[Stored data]
##########

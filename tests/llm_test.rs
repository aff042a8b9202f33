// ABOUTME: Unit tests for the LLM provider abstraction layer
// ABOUTME: Tests capabilities, message handling, provider registry, and Gemini implementation
//
// SPDX-License-Identifier: MIT OR Apache-2.0
// Copyright (c) 2025 Pierre Fitness Intelligence

// Test files don't require documentation - this is a rustc lint (not clippy)
#![allow(missing_docs)]

use pierre_mcp_server::config::{LlmModelConfig, LlmProviderType};
use pierre_mcp_server::llm::{
    ChatMessage, ChatRequest, GeminiProvider, GroqProvider, LlmCapabilities, LlmProvider,
    LlmProviderRegistry, MessageRole,
};

/// Helper to create a test model config
fn test_model_config() -> LlmModelConfig {
    LlmModelConfig {
        default_model: "test-model".to_owned(),
        fallback_model: "test-model".to_owned(),
    }
}

// ============================================================================
// LlmCapabilities Tests
// ============================================================================

#[test]
fn test_capabilities_text_only() {
    let caps = LlmCapabilities::text_only();
    assert!(caps.supports_streaming());
    assert!(caps.supports_system_messages());
    assert!(!caps.supports_function_calling());
    assert!(!caps.supports_vision());
}

#[test]
fn test_capabilities_full_featured() {
    let caps = LlmCapabilities::full_featured();
    assert!(caps.supports_streaming());
    assert!(caps.supports_function_calling());
    assert!(caps.supports_vision());
    assert!(caps.supports_json_mode());
    assert!(caps.supports_system_messages());
}

// ============================================================================
// MessageRole Tests
// ============================================================================

#[test]
fn test_message_role_as_str() {
    assert_eq!(MessageRole::System.as_str(), "system");
    assert_eq!(MessageRole::User.as_str(), "user");
    assert_eq!(MessageRole::Assistant.as_str(), "assistant");
}

// ============================================================================
// ChatMessage Tests
// ============================================================================

#[test]
fn test_chat_message_constructors() {
    let system = ChatMessage::system("You are helpful");
    assert_eq!(system.role, MessageRole::System);
    assert_eq!(system.content, "You are helpful");

    let user = ChatMessage::user("Hello");
    assert_eq!(user.role, MessageRole::User);

    let assistant = ChatMessage::assistant("Hi there!");
    assert_eq!(assistant.role, MessageRole::Assistant);
}

// ============================================================================
// ChatRequest Tests
// ============================================================================

#[test]
fn test_chat_request_builder() {
    let request = ChatRequest::new(vec![ChatMessage::user("Hello")])
        .with_model("gemini-pro")
        .with_temperature(0.7)
        .with_max_tokens(1000)
        .with_streaming();

    assert_eq!(request.model, Some("gemini-pro".to_owned()));
    assert_eq!(request.temperature, Some(0.7));
    assert_eq!(request.max_tokens, Some(1000));
    assert!(request.stream);
}

// ============================================================================
// LlmProviderRegistry Tests
// ============================================================================

#[test]
fn test_registry_operations() {
    let registry = LlmProviderRegistry::new();
    assert!(registry.list().is_empty());
    assert!(registry.default_provider().is_none());
}

// ============================================================================
// GeminiProvider Tests
// ============================================================================

#[test]
fn test_gemini_provider_metadata() {
    let provider = GeminiProvider::with_config("test-key", &test_model_config());
    assert_eq!(provider.name(), "gemini");
    assert_eq!(provider.display_name(), "Google Gemini");
    assert!(!provider.available_models().is_empty());
}

#[test]
fn test_gemini_capabilities() {
    let provider = GeminiProvider::with_config("test-key", &test_model_config());
    let caps = provider.capabilities();
    assert!(caps.supports_streaming());
    assert!(caps.supports_function_calling());
    assert!(caps.supports_vision());
    assert!(caps.supports_system_messages());
}

#[test]
fn test_gemini_debug_redacts_api_key() {
    let provider = GeminiProvider::with_config("super-secret-key", &test_model_config());
    let debug_output = format!("{provider:?}");
    assert!(!debug_output.contains("super-secret-key"));
    assert!(debug_output.contains("[REDACTED]"));
}

#[test]
fn test_gemini_with_custom_model() {
    let config = LlmModelConfig {
        default_model: "gemini-2.5-pro".to_owned(),
        fallback_model: "gemini-2.5-pro".to_owned(),
    };
    let provider = GeminiProvider::with_config("key", &config);
    // Check via the trait method since default_model field is private
    let debug_output = format!("{provider:?}");
    assert!(debug_output.contains("gemini-2.5-pro"));
}

// ============================================================================
// GroqProvider Tests
// ============================================================================

#[test]
fn test_groq_provider_metadata() {
    let provider = GroqProvider::new("test-key".to_owned());
    assert_eq!(provider.name(), "groq");
    assert_eq!(provider.display_name(), "Groq (Llama/Mixtral)");
    assert!(!provider.available_models().is_empty());
}

#[test]
fn test_groq_capabilities() {
    let provider = GroqProvider::new("test-key".to_owned());
    let caps = provider.capabilities();
    assert!(caps.supports_streaming());
    assert!(caps.supports_function_calling());
    assert!(caps.supports_system_messages());
}

// ============================================================================
// LlmProviderType Tests
// ============================================================================

#[test]
fn test_llm_provider_type_default() {
    let provider_type = LlmProviderType::default();
    assert_eq!(provider_type, LlmProviderType::Groq);
}

#[test]
fn test_llm_provider_type_from_str() {
    assert_eq!(
        LlmProviderType::from_str_or_default("groq"),
        LlmProviderType::Groq
    );
    assert_eq!(
        LlmProviderType::from_str_or_default("gemini"),
        LlmProviderType::Gemini
    );
    assert_eq!(
        LlmProviderType::from_str_or_default("google"),
        LlmProviderType::Gemini
    );
    // Unknown values default to Groq
    assert_eq!(
        LlmProviderType::from_str_or_default("unknown"),
        LlmProviderType::Groq
    );
}

#[test]
fn test_llm_provider_type_display() {
    assert_eq!(format!("{}", LlmProviderType::Groq), "groq");
    assert_eq!(format!("{}", LlmProviderType::Gemini), "gemini");
}

#[test]
fn test_llm_provider_type_env_var_name() {
    assert_eq!(LlmProviderType::ENV_VAR, "PIERRE_LLM_PROVIDER");
}
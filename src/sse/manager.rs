// ABOUTME: Central SSE manager that coordinates both OAuth notifications and MCP protocol streams
// ABOUTME: Provides unified connection management with clean separation of stream types

use super::{notifications::NotificationStream, protocol::McpProtocolStream};
use crate::{
    database::oauth_notifications::OAuthNotification,
    mcp::{protocol::McpRequest, resources::ServerResources},
};
use anyhow::Result;
use std::{collections::HashMap, sync::Arc};
use tokio::sync::{broadcast, RwLock};
use uuid::Uuid;

/// Connection types for different SSE streams
#[derive(Debug, Clone)]
pub enum ConnectionType {
    /// OAuth notification stream for a specific user
    Notification { user_id: Uuid },
    /// MCP protocol stream for a client session
    Protocol { session_id: String },
}

/// SSE connection metadata
#[derive(Debug, Clone)]
pub struct ConnectionMetadata {
    pub connection_type: ConnectionType,
    pub created_at: chrono::DateTime<chrono::Utc>,
    pub last_activity: chrono::DateTime<chrono::Utc>,
}

/// Unified SSE manager handling both notification and protocol streams
#[derive(Clone)]
pub struct SseManager {
    notification_streams: Arc<RwLock<HashMap<Uuid, NotificationStream>>>,
    protocol_streams: Arc<RwLock<HashMap<String, McpProtocolStream>>>,
    connection_metadata: Arc<RwLock<HashMap<String, ConnectionMetadata>>>,
}

impl SseManager {
    #[must_use]
    pub fn new() -> Self {
        Self {
            notification_streams: Arc::new(RwLock::new(HashMap::new())),
            protocol_streams: Arc::new(RwLock::new(HashMap::new())),
            connection_metadata: Arc::new(RwLock::new(HashMap::new())),
        }
    }
}

impl Default for SseManager {
    fn default() -> Self {
        Self::new()
    }
}

impl SseManager {
    /// Register a new OAuth notification stream for a user
    pub async fn register_notification_stream(&self, user_id: Uuid) -> broadcast::Receiver<String> {
        let stream = NotificationStream::new();
        let receiver = stream.subscribe().await;

        {
            let mut streams = self.notification_streams.write().await;
            streams.insert(user_id, stream);
        }

        let connection_id = format!("notification_{user_id}");
        let metadata = ConnectionMetadata {
            connection_type: ConnectionType::Notification { user_id },
            created_at: chrono::Utc::now(),
            last_activity: chrono::Utc::now(),
        };

        {
            let mut metadata_map = self.connection_metadata.write().await;
            metadata_map.insert(connection_id.clone(), metadata);
        }

        tracing::info!("Registered notification stream for user: {}", user_id);
        receiver
    }

    /// Register a new MCP protocol stream for a session
    pub async fn register_protocol_stream(
        &self,
        session_id: String,
        _authorization: Option<String>,
        resources: Arc<ServerResources>,
    ) -> broadcast::Receiver<String> {
        let stream = McpProtocolStream::new(resources);
        let receiver = stream.subscribe().await;

        {
            let mut streams = self.protocol_streams.write().await;
            streams.insert(session_id.clone(), stream);
        }

        let connection_id = format!("protocol_{session_id}");
        let metadata = ConnectionMetadata {
            connection_type: ConnectionType::Protocol {
                session_id: session_id.clone(),
            },
            created_at: chrono::Utc::now(),
            last_activity: chrono::Utc::now(),
        };

        {
            let mut metadata_map = self.connection_metadata.write().await;
            metadata_map.insert(connection_id, metadata);
        }

        tracing::info!("Registered protocol stream for session: {}", session_id);
        receiver
    }

    /// Send OAuth notification to a specific user
    ///
    /// # Errors
    ///
    /// Returns an error if:
    /// - No notification stream is found for the specified user
    /// - The underlying stream fails to send the notification
    pub async fn send_notification(
        &self,
        user_id: Uuid,
        notification: &OAuthNotification,
    ) -> Result<()> {
        let streams = self.notification_streams.read().await;

        if let Some(stream) = streams.get(&user_id) {
            stream.send_notification(notification).await?;

            // Update last activity
            let connection_id = format!("notification_{user_id}");
            {
                let mut metadata_map = self.connection_metadata.write().await;
                if let Some(metadata) = metadata_map.get_mut(&connection_id) {
                    metadata.last_activity = chrono::Utc::now();
                }
            }

            Ok(())
        } else {
            Err(anyhow::anyhow!(
                "No notification stream found for user: {}",
                user_id
            ))
        }
    }

    /// Send MCP request to a protocol stream
    ///
    /// # Errors
    ///
    /// Returns an error if:
    /// - No protocol stream is found for the specified session ID
    /// - The underlying stream fails to handle the request
    pub async fn send_mcp_request(&self, session_id: &str, request: McpRequest) -> Result<()> {
        let streams = self.protocol_streams.read().await;

        if let Some(stream) = streams.get(session_id) {
            stream.handle_request(request).await?;

            // Update last activity
            let connection_id = format!("protocol_{session_id}");
            {
                let mut metadata_map = self.connection_metadata.write().await;
                if let Some(metadata) = metadata_map.get_mut(&connection_id) {
                    metadata.last_activity = chrono::Utc::now();
                }
            }

            Ok(())
        } else {
            Err(anyhow::anyhow!(
                "No protocol stream found for session: {}",
                session_id
            ))
        }
    }

    /// Unregister a notification stream
    pub async fn unregister_notification_stream(&self, user_id: Uuid) {
        {
            let mut streams = self.notification_streams.write().await;
            streams.remove(&user_id);
        }

        let connection_id = format!("notification_{user_id}");
        {
            let mut metadata_map = self.connection_metadata.write().await;
            metadata_map.remove(&connection_id);
        }

        tracing::info!("Unregistered notification stream for user: {}", user_id);
    }

    /// Unregister a protocol stream
    pub async fn unregister_protocol_stream(&self, session_id: &str) {
        {
            let mut streams = self.protocol_streams.write().await;
            streams.remove(session_id);
        }

        let connection_id = format!("protocol_{session_id}");
        {
            let mut metadata_map = self.connection_metadata.write().await;
            metadata_map.remove(&connection_id);
        }

        tracing::info!("Unregistered protocol stream for session: {}", session_id);
    }

    /// Get count of active notification streams
    pub async fn active_notification_streams(&self) -> usize {
        let streams = self.notification_streams.read().await;
        streams.len()
    }

    /// Get count of active protocol streams
    pub async fn active_protocol_streams(&self) -> usize {
        let streams = self.protocol_streams.read().await;
        streams.len()
    }

    /// Get all connection metadata for monitoring
    pub async fn get_connection_metadata(&self) -> HashMap<String, ConnectionMetadata> {
        let metadata_map = self.connection_metadata.read().await;
        metadata_map.clone()
    }

    /// Clean up inactive connections based on timeout
    pub async fn cleanup_inactive_connections(&self, timeout_seconds: u64) {
        let timeout_seconds = i64::try_from(timeout_seconds).unwrap_or(i64::MAX);
        let cutoff = chrono::Utc::now() - chrono::Duration::seconds(timeout_seconds);
        let mut to_remove = Vec::new();

        {
            let metadata_map = self.connection_metadata.read().await;
            for (connection_id, metadata) in metadata_map.iter() {
                if metadata.last_activity < cutoff {
                    to_remove.push((connection_id.clone(), metadata.connection_type.clone()));
                }
            }
        }

        for (connection_id, connection_type) in to_remove {
            match connection_type {
                ConnectionType::Notification { user_id } => {
                    self.unregister_notification_stream(user_id).await;
                }
                ConnectionType::Protocol { session_id } => {
                    self.unregister_protocol_stream(&session_id).await;
                }
            }
            tracing::info!("Cleaned up inactive connection: {}", connection_id);
        }
    }
}
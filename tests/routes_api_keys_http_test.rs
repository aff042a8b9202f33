// ABOUTME: HTTP integration tests for API key management routes
// ABOUTME: Tests all API key endpoints with authentication, authorization, and error handling
//
// SPDX-License-Identifier: MIT OR Apache-2.0
// Copyright (c) 2025 Pierre Fitness Intelligence

#![allow(clippy::unwrap_used, clippy::expect_used, clippy::panic)]
#![allow(missing_docs)]
#![allow(clippy::uninlined_format_args)]

//! Comprehensive HTTP integration tests for API key management routes
//!
//! This test suite validates that all API key endpoints are correctly registered
//! in the router and handle HTTP requests appropriately.

mod common;
mod helpers;

use helpers::axum_test::AxumTestRequest;
use pierre_mcp_server::mcp::resources::ServerResources;
use serde_json::json;
use std::sync::Arc;

/// Test setup helper for API key route testing
struct ApiKeyTestSetup {
    resources: Arc<ServerResources>,
    user_id: uuid::Uuid,
    jwt_token: String,
}

impl ApiKeyTestSetup {
    async fn new() -> anyhow::Result<Self> {
        common::init_server_config();
        let database = common::create_test_database().await?;
        let auth_manager = common::create_test_auth_manager();
        let cache = common::create_test_cache().await?;

        // Create test user
        let (user_id, user) = common::create_test_user(&database).await?;

        // Create ServerResources
        let temp_dir = tempfile::tempdir()?;
        let config = Arc::new(pierre_mcp_server::config::environment::ServerConfig {
            http_port: 8081,
            database: pierre_mcp_server::config::environment::DatabaseConfig {
                url: pierre_mcp_server::config::environment::DatabaseUrl::Memory,
                backup: pierre_mcp_server::config::environment::BackupConfig {
                    directory: temp_dir.path().to_path_buf(),
                    ..Default::default()
                },
                ..Default::default()
            },
            app_behavior: pierre_mcp_server::config::environment::AppBehaviorConfig {
                ci_mode: true,
                auto_approve_users: false,
                ..Default::default()
            },
            security: pierre_mcp_server::config::environment::SecurityConfig {
                headers: pierre_mcp_server::config::environment::SecurityHeadersConfig {
                    environment: pierre_mcp_server::config::environment::Environment::Testing,
                },
                ..Default::default()
            },
            ..Default::default()
        });

        let resources = Arc::new(ServerResources::new(
            (*database).clone(),
            (*auth_manager).clone(),
            "test_jwt_secret",
            config,
            cache,
            2048,
            Some(common::get_shared_test_jwks()),
        ));

        // Generate JWT token for the user
        let jwt_token = auth_manager
            .generate_token(&user, &resources.jwks_manager)
            .map_err(|e| anyhow::anyhow!("Failed to generate JWT: {}", e))?;

        Ok(Self {
            resources,
            user_id,
            jwt_token,
        })
    }

    fn routes(&self) -> axum::Router {
        pierre_mcp_server::routes::api_keys::ApiKeyRoutes::routes(self.resources.clone())
    }

    fn auth_header(&self) -> String {
        format!("Bearer {}", self.jwt_token)
    }
}

// ============================================================================
// POST /api/keys - Create API Key Tests
// ============================================================================

#[tokio::test]
async fn test_create_api_key_success() {
    let setup = ApiKeyTestSetup::new().await.expect("Setup failed");
    let routes = setup.routes();

    let request_body = json!({
        "name": "Test API Key",
        "description": "Integration test key",
        "rate_limit_requests": 1000
    });

    let response = AxumTestRequest::post("/api/keys")
        .header("authorization", &setup.auth_header())
        .json(&request_body)
        .send(routes)
        .await;

    assert_eq!(response.status(), 201);

    let body: serde_json::Value = response.json();
    assert!(body["api_key"].is_string());
    assert_eq!(body["key_info"]["name"], "Test API Key");
    assert!(body["warning"]
        .as_str()
        .unwrap()
        .contains("Store this API key securely"));
}

#[tokio::test]
async fn test_create_api_key_missing_auth() {
    let setup = ApiKeyTestSetup::new().await.expect("Setup failed");
    let routes = setup.routes();

    let request_body = json!({
        "name": "Test API Key",
        "rate_limit_requests": 1000
    });

    let response = AxumTestRequest::post("/api/keys")
        .json(&request_body)
        .send(routes)
        .await;

    assert_eq!(response.status(), 401);
}

#[tokio::test]
async fn test_create_api_key_invalid_auth() {
    let setup = ApiKeyTestSetup::new().await.expect("Setup failed");
    let routes = setup.routes();

    let request_body = json!({
        "name": "Test API Key",
        "rate_limit_requests": 1000
    });

    let response = AxumTestRequest::post("/api/keys")
        .header("authorization", "Bearer invalid_token_here")
        .json(&request_body)
        .send(routes)
        .await;

    assert_eq!(response.status(), 401);
}

#[tokio::test]
async fn test_create_api_key_invalid_json() {
    let setup = ApiKeyTestSetup::new().await.expect("Setup failed");
    let routes = setup.routes();

    let response = AxumTestRequest::post("/api/keys")
        .header("authorization", &setup.auth_header())
        .header("content-type", "application/json")
        .send(routes)
        .await;

    // Should fail due to missing/invalid body
    assert_ne!(response.status(), 201);
}

#[tokio::test]
async fn test_create_api_key_missing_name() {
    let setup = ApiKeyTestSetup::new().await.expect("Setup failed");
    let routes = setup.routes();

    let request_body = json!({
        "description": "Key without name"
    });

    let response = AxumTestRequest::post("/api/keys")
        .header("authorization", &setup.auth_header())
        .json(&request_body)
        .send(routes)
        .await;

    // Should fail validation
    assert_ne!(response.status(), 201);
}

// ============================================================================
// GET /api/keys - List API Keys Tests
// ============================================================================

#[tokio::test]
async fn test_list_api_keys_success() {
    let setup = ApiKeyTestSetup::new().await.expect("Setup failed");

    // Create an API key first
    let _key = common::create_and_store_test_api_key(
        setup.resources.database.as_ref(),
        setup.user_id,
        "Test Key for Listing",
    )
    .await
    .expect("Failed to create test key");

    let routes = setup.routes();

    let response = AxumTestRequest::get("/api/keys")
        .header("authorization", &setup.auth_header())
        .send(routes)
        .await;

    assert_eq!(response.status(), 200);

    let body: serde_json::Value = response.json();
    assert!(body["api_keys"].is_array());
    let keys = body["api_keys"].as_array().unwrap();
    assert!(!keys.is_empty());

    // Verify key structure
    assert!(keys[0]["id"].is_string());
    assert!(keys[0]["name"].is_string());
    assert!(keys[0]["tier"].is_string());
    assert!(keys[0]["is_active"].is_boolean());
}

#[tokio::test]
async fn test_list_api_keys_missing_auth() {
    let setup = ApiKeyTestSetup::new().await.expect("Setup failed");
    let routes = setup.routes();

    let response = AxumTestRequest::get("/api/keys").send(routes).await;

    assert_eq!(response.status(), 401);
}

#[tokio::test]
async fn test_list_api_keys_invalid_auth() {
    let setup = ApiKeyTestSetup::new().await.expect("Setup failed");
    let routes = setup.routes();

    let response = AxumTestRequest::get("/api/keys")
        .header("authorization", "Bearer invalid_token")
        .send(routes)
        .await;

    assert_eq!(response.status(), 401);
}

#[tokio::test]
async fn test_list_api_keys_empty() {
    let setup = ApiKeyTestSetup::new().await.expect("Setup failed");
    let routes = setup.routes();

    let response = AxumTestRequest::get("/api/keys")
        .header("authorization", &setup.auth_header())
        .send(routes)
        .await;

    assert_eq!(response.status(), 200);

    let body: serde_json::Value = response.json();
    assert!(body["api_keys"].is_array());
    let keys = body["api_keys"].as_array().unwrap();
    assert_eq!(keys.len(), 0);
}

// ============================================================================
// DELETE /api/keys/:key_id - Deactivate API Key Tests
// ============================================================================

#[tokio::test]
async fn test_deactivate_api_key_success() {
    let setup = ApiKeyTestSetup::new().await.expect("Setup failed");

    // Create an API key first
    let key = common::create_and_store_test_api_key(
        setup.resources.database.as_ref(),
        setup.user_id,
        "Key to Deactivate",
    )
    .await
    .expect("Failed to create test key");

    let routes = setup.routes();

    let response = AxumTestRequest::post(&format!("/api/keys/{}", key.id))
        .header("authorization", &setup.auth_header())
        .send(routes)
        .await;

    // Note: The route uses DELETE method, but our test helper doesn't have a delete() method
    // We need to verify the actual implementation - for now testing with POST
    // The actual endpoint should respond appropriately
    assert!(
        response.status() == 200 || response.status() == 204 || response.status() == 405 // Method not allowed if using wrong method
    );
}

#[tokio::test]
async fn test_deactivate_api_key_missing_auth() {
    let setup = ApiKeyTestSetup::new().await.expect("Setup failed");
    let routes = setup.routes();

    let response = AxumTestRequest::delete("/api/keys/fake_key_id")
        .send(routes)
        .await;

    assert_eq!(response.status(), 401);
}

#[tokio::test]
async fn test_deactivate_api_key_invalid_auth() {
    let setup = ApiKeyTestSetup::new().await.expect("Setup failed");
    let routes = setup.routes();

    let response = AxumTestRequest::delete("/api/keys/fake_key_id")
        .header("authorization", "Bearer invalid_token")
        .send(routes)
        .await;

    assert_eq!(response.status(), 401);
}

#[tokio::test]
async fn test_deactivate_api_key_not_found() {
    let setup = ApiKeyTestSetup::new().await.expect("Setup failed");
    let routes = setup.routes();

    let response = AxumTestRequest::delete("/api/keys/nonexistent_key_id")
        .header("authorization", &setup.auth_header())
        .send(routes)
        .await;

    // Should return not found or similar error (not unauthorized)
    assert_ne!(response.status(), 401);
}

// ============================================================================
// GET /api/keys/usage - Get Usage Statistics Tests
// ============================================================================

#[tokio::test]
async fn test_get_api_key_usage_success() {
    let setup = ApiKeyTestSetup::new().await.expect("Setup failed");
    let routes = setup.routes();

    let response = AxumTestRequest::get("/api/keys/usage")
        .header("authorization", &setup.auth_header())
        .send(routes)
        .await;

    // This endpoint is currently a stub, so it should return an error
    assert_eq!(response.status(), 500);
}

#[tokio::test]
async fn test_get_api_key_usage_missing_auth() {
    let setup = ApiKeyTestSetup::new().await.expect("Setup failed");
    let routes = setup.routes();

    let response = AxumTestRequest::get("/api/keys/usage").send(routes).await;

    assert_eq!(response.status(), 401);
}

#[tokio::test]
async fn test_get_api_key_usage_invalid_auth() {
    let setup = ApiKeyTestSetup::new().await.expect("Setup failed");
    let routes = setup.routes();

    let response = AxumTestRequest::get("/api/keys/usage")
        .header("authorization", "Bearer invalid_token")
        .send(routes)
        .await;

    assert_eq!(response.status(), 401);
}

// ============================================================================
// Additional Integration Tests
// ============================================================================

#[tokio::test]
async fn test_create_multiple_api_keys() {
    let setup = ApiKeyTestSetup::new().await.expect("Setup failed");
    let routes = setup.routes();

    // Create first key
    let request1 = json!({
        "name": "First Key",
        "description": "First test key",
        "rate_limit_requests": 1000
    });

    let response1 = AxumTestRequest::post("/api/keys")
        .header("authorization", &setup.auth_header())
        .json(&request1)
        .send(routes.clone())
        .await;

    assert_eq!(response1.status(), 201);

    // Create second key
    let request2 = json!({
        "name": "Second Key",
        "description": "Second test key",
        "rate_limit_requests": 2000
    });

    let response2 = AxumTestRequest::post("/api/keys")
        .header("authorization", &setup.auth_header())
        .json(&request2)
        .send(routes.clone())
        .await;

    assert_eq!(response2.status(), 201);

    // List keys - should have both
    let list_response = AxumTestRequest::get("/api/keys")
        .header("authorization", &setup.auth_header())
        .send(routes)
        .await;

    assert_eq!(list_response.status(), 200);

    let body: serde_json::Value = list_response.json();
    let keys = body["api_keys"].as_array().unwrap();
    assert_eq!(keys.len(), 2);
}

#[tokio::test]
async fn test_user_isolation() {
    let setup1 = ApiKeyTestSetup::new()
        .await
        .expect("Setup failed for user 1");
    let setup2 = ApiKeyTestSetup::new()
        .await
        .expect("Setup failed for user 2");

    // User 1 creates a key
    let _key1 = common::create_and_store_test_api_key(
        setup1.resources.database.as_ref(),
        setup1.user_id,
        "User 1 Key",
    )
    .await
    .expect("Failed to create key for user 1");

    // User 2 lists their keys - should not see user 1's key
    let routes2 = setup2.routes();
    let response = AxumTestRequest::get("/api/keys")
        .header("authorization", &setup2.auth_header())
        .send(routes2)
        .await;

    assert_eq!(response.status(), 200);

    let body: serde_json::Value = response.json();
    let keys = body["api_keys"].as_array().unwrap();
    assert_eq!(keys.len(), 0, "User 2 should not see User 1's keys");
}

##########

*Work instructions:* Wherever a line in the data above contains the word "specified", copy that line.

*Result:*
    /// - No notification stream is found for the specified user
    /// - No protocol stream is found for the specified session ID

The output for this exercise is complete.